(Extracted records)
'''

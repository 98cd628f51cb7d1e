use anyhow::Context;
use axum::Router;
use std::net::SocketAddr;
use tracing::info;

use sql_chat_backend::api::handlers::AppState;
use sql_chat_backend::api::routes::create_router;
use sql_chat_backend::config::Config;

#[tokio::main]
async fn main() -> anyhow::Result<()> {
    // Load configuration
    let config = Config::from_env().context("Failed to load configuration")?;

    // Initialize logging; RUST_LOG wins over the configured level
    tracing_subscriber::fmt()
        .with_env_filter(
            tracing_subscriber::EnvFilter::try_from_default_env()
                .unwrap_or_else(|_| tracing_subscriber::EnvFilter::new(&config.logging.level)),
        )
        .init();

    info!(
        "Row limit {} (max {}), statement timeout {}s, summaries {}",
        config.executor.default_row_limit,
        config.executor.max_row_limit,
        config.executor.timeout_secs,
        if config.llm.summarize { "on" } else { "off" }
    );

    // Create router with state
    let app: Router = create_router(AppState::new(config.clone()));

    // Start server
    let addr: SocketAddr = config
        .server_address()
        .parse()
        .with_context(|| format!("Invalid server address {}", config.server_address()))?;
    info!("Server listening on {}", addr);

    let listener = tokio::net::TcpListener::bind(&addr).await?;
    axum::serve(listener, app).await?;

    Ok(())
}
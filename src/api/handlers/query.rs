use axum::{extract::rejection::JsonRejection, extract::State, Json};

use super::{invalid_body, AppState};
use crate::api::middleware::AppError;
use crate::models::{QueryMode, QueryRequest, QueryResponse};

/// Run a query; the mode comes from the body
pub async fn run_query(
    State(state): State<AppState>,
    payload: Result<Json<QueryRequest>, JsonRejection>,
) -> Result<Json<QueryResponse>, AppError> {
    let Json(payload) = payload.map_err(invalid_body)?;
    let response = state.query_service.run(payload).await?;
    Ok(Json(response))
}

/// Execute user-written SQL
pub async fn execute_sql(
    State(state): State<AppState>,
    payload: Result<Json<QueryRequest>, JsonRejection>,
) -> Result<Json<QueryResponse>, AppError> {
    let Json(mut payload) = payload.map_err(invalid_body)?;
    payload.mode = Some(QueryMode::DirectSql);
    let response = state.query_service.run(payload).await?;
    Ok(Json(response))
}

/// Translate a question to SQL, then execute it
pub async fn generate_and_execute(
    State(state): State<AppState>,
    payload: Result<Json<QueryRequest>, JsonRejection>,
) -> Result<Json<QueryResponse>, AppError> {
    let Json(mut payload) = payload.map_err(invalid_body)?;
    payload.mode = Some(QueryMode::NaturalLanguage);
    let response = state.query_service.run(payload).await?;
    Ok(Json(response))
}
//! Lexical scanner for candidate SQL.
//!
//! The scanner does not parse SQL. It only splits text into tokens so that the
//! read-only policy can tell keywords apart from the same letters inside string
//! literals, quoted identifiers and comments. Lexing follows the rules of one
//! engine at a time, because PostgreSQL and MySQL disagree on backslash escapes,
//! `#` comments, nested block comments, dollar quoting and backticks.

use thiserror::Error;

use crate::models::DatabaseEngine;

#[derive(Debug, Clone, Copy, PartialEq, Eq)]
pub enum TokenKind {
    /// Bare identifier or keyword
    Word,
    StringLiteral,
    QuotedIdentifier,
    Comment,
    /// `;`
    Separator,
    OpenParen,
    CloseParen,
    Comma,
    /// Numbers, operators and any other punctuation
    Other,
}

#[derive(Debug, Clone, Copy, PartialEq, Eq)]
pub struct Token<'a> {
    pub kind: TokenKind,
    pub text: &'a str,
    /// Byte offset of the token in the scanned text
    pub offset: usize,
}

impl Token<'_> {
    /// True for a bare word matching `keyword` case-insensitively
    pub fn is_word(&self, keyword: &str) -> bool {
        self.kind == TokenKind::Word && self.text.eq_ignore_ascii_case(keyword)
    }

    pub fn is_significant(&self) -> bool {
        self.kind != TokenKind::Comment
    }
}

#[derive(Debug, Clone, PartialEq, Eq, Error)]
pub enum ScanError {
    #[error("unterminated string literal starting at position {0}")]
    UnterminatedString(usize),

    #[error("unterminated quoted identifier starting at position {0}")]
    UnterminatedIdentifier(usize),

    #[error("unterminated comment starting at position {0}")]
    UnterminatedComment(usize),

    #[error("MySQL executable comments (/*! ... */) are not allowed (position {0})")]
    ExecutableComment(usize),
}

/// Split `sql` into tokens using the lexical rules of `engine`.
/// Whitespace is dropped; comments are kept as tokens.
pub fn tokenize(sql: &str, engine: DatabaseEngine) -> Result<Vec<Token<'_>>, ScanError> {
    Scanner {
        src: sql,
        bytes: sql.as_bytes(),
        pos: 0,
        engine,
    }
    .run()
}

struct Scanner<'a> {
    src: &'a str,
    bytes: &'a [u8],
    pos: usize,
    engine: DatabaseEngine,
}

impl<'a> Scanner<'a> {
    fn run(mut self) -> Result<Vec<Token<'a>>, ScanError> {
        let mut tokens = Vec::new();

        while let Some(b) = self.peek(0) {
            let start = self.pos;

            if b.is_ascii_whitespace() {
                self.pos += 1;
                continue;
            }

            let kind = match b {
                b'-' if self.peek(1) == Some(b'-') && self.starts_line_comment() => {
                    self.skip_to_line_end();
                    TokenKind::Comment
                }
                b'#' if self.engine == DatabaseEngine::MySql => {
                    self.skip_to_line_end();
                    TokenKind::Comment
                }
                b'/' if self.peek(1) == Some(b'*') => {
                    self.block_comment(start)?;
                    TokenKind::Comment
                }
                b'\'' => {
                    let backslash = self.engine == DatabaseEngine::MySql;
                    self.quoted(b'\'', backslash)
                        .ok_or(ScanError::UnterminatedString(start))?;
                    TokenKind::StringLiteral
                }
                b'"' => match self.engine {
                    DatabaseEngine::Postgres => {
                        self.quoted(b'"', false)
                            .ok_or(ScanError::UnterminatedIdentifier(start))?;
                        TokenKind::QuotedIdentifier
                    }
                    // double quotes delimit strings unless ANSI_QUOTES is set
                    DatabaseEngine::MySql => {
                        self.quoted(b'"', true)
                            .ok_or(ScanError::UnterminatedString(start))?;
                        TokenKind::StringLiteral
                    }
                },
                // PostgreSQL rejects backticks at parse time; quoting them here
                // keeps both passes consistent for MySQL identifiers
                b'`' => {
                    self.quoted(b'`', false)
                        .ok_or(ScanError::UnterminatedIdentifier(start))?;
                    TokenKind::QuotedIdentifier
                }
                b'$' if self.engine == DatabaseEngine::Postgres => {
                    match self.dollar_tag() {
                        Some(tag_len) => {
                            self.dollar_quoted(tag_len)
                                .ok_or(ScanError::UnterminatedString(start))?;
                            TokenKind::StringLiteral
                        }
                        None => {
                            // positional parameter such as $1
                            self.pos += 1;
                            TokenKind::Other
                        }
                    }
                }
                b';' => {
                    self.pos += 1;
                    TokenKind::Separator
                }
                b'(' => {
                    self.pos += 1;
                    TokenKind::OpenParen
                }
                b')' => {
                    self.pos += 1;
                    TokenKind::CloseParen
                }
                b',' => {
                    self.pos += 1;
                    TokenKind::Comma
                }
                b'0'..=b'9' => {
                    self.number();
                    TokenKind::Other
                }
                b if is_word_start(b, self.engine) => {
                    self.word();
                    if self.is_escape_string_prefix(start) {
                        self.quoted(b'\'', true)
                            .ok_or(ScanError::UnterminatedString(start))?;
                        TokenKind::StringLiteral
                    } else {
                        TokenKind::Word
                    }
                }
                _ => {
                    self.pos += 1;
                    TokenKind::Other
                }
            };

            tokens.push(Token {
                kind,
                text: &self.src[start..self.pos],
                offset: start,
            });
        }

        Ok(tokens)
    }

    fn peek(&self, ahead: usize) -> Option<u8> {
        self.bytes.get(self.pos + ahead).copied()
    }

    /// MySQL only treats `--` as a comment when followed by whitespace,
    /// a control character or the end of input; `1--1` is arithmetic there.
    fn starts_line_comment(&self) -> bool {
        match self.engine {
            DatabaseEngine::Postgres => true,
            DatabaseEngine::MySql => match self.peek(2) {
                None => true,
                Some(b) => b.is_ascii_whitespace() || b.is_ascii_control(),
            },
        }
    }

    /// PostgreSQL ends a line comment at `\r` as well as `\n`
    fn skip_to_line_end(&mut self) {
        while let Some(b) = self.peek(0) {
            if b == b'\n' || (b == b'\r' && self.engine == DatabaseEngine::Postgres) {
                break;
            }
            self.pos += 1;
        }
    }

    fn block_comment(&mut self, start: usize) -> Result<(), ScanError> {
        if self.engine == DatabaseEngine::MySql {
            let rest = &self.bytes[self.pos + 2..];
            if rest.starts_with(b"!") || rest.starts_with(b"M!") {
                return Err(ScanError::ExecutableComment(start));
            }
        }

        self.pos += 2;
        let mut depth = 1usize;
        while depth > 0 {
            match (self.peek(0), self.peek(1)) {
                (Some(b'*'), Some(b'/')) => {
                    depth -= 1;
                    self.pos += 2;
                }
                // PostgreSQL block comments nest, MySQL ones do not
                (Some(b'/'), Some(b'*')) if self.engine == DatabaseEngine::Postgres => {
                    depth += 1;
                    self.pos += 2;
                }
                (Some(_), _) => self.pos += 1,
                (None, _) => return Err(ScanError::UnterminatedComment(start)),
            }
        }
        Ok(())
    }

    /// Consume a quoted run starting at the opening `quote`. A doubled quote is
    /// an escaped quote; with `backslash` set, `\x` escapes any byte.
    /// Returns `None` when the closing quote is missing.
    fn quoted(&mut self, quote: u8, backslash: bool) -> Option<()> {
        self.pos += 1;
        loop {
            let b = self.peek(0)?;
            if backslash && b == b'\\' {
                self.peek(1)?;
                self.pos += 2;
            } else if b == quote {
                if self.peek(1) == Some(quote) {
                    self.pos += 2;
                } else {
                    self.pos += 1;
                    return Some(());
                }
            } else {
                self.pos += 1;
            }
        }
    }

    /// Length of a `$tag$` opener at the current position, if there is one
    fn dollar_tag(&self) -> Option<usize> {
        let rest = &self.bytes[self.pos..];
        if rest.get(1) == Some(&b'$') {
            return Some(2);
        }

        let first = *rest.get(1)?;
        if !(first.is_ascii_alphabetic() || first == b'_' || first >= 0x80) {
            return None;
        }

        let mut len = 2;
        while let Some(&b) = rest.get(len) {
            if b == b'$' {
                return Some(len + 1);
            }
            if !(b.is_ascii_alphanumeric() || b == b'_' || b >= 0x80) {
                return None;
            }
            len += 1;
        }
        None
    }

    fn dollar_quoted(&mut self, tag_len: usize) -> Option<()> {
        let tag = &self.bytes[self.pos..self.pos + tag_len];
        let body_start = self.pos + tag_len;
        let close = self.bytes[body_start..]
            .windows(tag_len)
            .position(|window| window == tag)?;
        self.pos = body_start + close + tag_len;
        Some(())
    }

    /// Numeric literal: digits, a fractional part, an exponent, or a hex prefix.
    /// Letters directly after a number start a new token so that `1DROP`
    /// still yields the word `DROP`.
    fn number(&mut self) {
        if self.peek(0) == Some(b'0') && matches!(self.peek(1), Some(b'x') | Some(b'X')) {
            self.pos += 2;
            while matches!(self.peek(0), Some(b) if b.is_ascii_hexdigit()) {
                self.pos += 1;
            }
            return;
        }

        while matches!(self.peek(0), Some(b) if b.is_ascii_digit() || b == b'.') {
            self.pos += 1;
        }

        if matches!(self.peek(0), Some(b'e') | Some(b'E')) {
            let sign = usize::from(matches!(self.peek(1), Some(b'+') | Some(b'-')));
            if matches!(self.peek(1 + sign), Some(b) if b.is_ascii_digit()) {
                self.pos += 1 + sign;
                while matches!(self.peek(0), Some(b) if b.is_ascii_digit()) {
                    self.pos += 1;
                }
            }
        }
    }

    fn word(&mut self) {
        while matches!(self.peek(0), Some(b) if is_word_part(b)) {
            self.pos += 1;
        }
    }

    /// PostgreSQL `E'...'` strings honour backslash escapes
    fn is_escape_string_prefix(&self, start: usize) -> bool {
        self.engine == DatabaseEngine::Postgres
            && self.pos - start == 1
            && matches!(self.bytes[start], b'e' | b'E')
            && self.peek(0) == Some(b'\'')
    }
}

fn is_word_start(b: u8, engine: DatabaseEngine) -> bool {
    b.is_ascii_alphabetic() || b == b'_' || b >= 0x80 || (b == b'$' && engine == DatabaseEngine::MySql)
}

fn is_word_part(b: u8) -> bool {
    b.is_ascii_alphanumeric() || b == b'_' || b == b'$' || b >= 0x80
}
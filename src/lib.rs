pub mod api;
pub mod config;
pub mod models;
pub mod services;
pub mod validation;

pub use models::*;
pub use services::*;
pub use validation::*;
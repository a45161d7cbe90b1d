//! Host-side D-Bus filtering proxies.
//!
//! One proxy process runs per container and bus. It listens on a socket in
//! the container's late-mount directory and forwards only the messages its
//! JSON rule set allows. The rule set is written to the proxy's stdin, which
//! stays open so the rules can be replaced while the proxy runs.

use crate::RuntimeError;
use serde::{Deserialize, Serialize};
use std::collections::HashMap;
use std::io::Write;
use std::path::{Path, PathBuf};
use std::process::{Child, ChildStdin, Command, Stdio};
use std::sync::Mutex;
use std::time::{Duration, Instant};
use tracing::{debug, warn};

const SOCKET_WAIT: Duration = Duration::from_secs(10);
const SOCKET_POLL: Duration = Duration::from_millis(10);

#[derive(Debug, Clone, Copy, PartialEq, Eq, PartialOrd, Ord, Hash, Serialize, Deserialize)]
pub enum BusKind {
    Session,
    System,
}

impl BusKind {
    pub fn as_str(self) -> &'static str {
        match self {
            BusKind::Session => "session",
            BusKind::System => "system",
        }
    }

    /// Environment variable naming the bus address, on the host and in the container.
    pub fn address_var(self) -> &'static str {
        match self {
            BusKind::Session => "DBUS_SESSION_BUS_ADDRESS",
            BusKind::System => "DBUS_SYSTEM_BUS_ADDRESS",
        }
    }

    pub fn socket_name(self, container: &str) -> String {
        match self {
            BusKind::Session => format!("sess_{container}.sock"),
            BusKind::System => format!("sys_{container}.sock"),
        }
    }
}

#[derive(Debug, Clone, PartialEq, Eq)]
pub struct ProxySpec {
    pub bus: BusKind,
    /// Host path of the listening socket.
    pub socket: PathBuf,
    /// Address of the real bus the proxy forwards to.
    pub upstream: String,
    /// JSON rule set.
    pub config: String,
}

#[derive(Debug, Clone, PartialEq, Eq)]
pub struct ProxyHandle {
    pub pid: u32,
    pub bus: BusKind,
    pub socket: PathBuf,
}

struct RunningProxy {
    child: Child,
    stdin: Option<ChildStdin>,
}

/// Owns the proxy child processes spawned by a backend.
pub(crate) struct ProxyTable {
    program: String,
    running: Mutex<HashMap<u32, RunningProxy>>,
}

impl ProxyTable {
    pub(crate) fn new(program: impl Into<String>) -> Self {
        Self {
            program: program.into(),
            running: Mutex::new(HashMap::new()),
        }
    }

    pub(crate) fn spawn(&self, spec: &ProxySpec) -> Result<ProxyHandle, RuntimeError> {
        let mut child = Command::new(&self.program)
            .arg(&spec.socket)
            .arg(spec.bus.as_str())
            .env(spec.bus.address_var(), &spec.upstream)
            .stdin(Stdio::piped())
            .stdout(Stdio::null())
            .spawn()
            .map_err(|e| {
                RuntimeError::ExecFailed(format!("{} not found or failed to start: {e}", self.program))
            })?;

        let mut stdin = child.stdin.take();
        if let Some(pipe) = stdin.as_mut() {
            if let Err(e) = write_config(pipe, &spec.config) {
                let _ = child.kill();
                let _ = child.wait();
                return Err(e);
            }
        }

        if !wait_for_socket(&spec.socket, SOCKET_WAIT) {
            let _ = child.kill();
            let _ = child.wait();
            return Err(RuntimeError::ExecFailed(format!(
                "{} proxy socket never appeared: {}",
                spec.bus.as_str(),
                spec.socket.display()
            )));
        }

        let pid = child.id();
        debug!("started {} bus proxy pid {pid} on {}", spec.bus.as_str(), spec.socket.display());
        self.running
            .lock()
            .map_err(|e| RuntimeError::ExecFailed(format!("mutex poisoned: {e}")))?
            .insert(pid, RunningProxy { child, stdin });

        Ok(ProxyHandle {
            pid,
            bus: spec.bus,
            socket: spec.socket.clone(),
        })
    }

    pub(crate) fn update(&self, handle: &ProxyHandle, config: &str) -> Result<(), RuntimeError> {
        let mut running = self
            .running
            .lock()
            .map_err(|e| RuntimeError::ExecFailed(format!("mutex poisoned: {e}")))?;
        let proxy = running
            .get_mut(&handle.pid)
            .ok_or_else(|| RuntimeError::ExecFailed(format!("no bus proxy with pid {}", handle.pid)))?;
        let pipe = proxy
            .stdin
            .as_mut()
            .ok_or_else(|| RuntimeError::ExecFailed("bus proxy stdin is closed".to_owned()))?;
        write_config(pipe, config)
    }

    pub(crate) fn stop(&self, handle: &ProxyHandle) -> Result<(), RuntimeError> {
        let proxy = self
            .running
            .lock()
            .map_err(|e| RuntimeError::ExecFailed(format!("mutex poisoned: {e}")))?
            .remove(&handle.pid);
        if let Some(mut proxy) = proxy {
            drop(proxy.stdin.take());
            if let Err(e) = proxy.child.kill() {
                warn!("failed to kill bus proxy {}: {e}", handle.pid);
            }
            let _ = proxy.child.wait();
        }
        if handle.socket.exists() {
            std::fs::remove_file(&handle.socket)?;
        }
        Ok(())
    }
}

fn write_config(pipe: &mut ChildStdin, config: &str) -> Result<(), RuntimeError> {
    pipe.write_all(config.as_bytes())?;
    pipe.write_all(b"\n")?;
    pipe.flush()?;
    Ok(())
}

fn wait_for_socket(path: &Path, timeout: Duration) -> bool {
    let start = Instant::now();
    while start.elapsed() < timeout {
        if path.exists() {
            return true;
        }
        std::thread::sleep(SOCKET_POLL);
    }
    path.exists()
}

'''

> ACTION ITEM
Whenever the word "Instant" appears in a line above, copy that line.

> EXPECTED OUTPUT
use std::time::{Duration, Instant};
    let start = Instant::now();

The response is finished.